Spirale entfernt: Klage auf Unterhalt

Weil ihr bei einer Zystenoperation angeblich ohne ihr Wissen die Spirale entfernt wurde, hat eine Mutter das Krankenhaus verklagt.

Bei der Operation einer Zyste war einer zweifachen Mutter die Spirale entfernt worden. Ohne ihr Wissen, wie die Frau nun vor Gericht beteuert. Da sie nicht wusste, dass sie keinen Verhütungsschutz hatte, war sie schwanger geworden. Jetzt verklagt sie das Evangelische Krankenhaus in Hamm auf 12.500 Euro Schmerzensgeld und 140.000 Euro Unterhalt für die inzwischen 4-Jährige. Das Verfahren ging gestern in zweiter Instanz vor das Oberlandesgericht in Hamm.

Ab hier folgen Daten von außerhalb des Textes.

use anyhow::Context;
use clap::Parser;
use std::path::PathBuf;
use workflow::config::WorkflowConfig;
use workflow::runner::Runner;

mod workflow;

#[derive(Parser)]
#[command(author, version, about = "Spot vs planet RV periodogram sweep")]
struct Args {
    /// Load a workflow config from YAML
    #[arg(long)]
    workflow: Option<PathBuf>,
    /// Where to write the heatmap (overrides the workflow file)
    #[arg(long)]
    output: Option<PathBuf>,
    #[arg(long)]
    sweep_steps: Option<usize>,
    #[arg(long)]
    time_samples: Option<usize>,
    /// Open the rendered image in the system viewer
    #[arg(long, default_value_t = false)]
    show: bool,
}

fn main() -> anyhow::Result<()> {
    env_logger::init();
    let args = Args::parse();

    let mut workflow_config = if let Some(path) = args.workflow {
        WorkflowConfig::load(path)?
    } else {
        WorkflowConfig::default()
    };
    if let Some(output) = args.output {
        workflow_config.output = output;
    }
    if let Some(steps) = args.sweep_steps {
        workflow_config.sweep_steps = steps;
    }
    if let Some(samples) = args.time_samples {
        workflow_config.time_samples = samples;
    }

    let runner = Runner::new(workflow_config.clone());
    let result = runner.execute()?;
    let sweep = &result.sweep;

    println!(
        "Sweep -> steps {}, frequency bins {}, h/K {:.3}..{:.3}, elapsed {:.2?}",
        sweep.sweep_len(),
        sweep.frequencies.len(),
        sweep.ratios.first().copied().unwrap_or_default(),
        sweep.ratios.last().copied().unwrap_or_default(),
        result.elapsed
    );
    if let (Some(first), Some(last)) = (result.peak_periods.first(), result.peak_periods.last()) {
        println!(
            "Strongest period: {:.2} d at lowest h/K, {:.2} d at highest h/K",
            first, last
        );
    }

    runner.render(&result, &workflow_config.output)?;
    println!("Heatmap written to {}", workflow_config.output.display());

    if args.show {
        open::that(&workflow_config.output)
            .with_context(|| format!("opening {}", workflow_config.output.display()))?;
    }

    Ok(())
}
//! Heatmap rendering for h/K periodogram sweeps.

pub mod colormap;
pub mod error;
pub mod heatmap;

pub use colormap::{Colormap, LogNorm, Plasma};
pub use error::{RenderError, RenderResult};
pub use heatmap::{Annotation, HeatmapConfig, HeatmapRenderer, ThresholdLine};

Klage auf Unterhalt wegen Spirale.

Eine ungewollte Mutter verklagte das Krankenhaus auf Unterhaltszahlungen wegen einer entfernten Spirale.


Unterhaltsklage wegen Spirale

Der Chefarzt beteuerte, die Entfernung der Spirale vor der Operation mit seiner Patientin besprochen zu haben. Die Frau leugnete dies. Vor Gericht wurde die inzwischen dreifache Mutter jedoch abgewiesen. Die Argumentation des Richters: Ein Kind sei kein Schaden und deshalb stehe seiner Mutter auch kein Schadensersatz zu. Unterhaltszahlungen kämen juristisch nicht in Frage.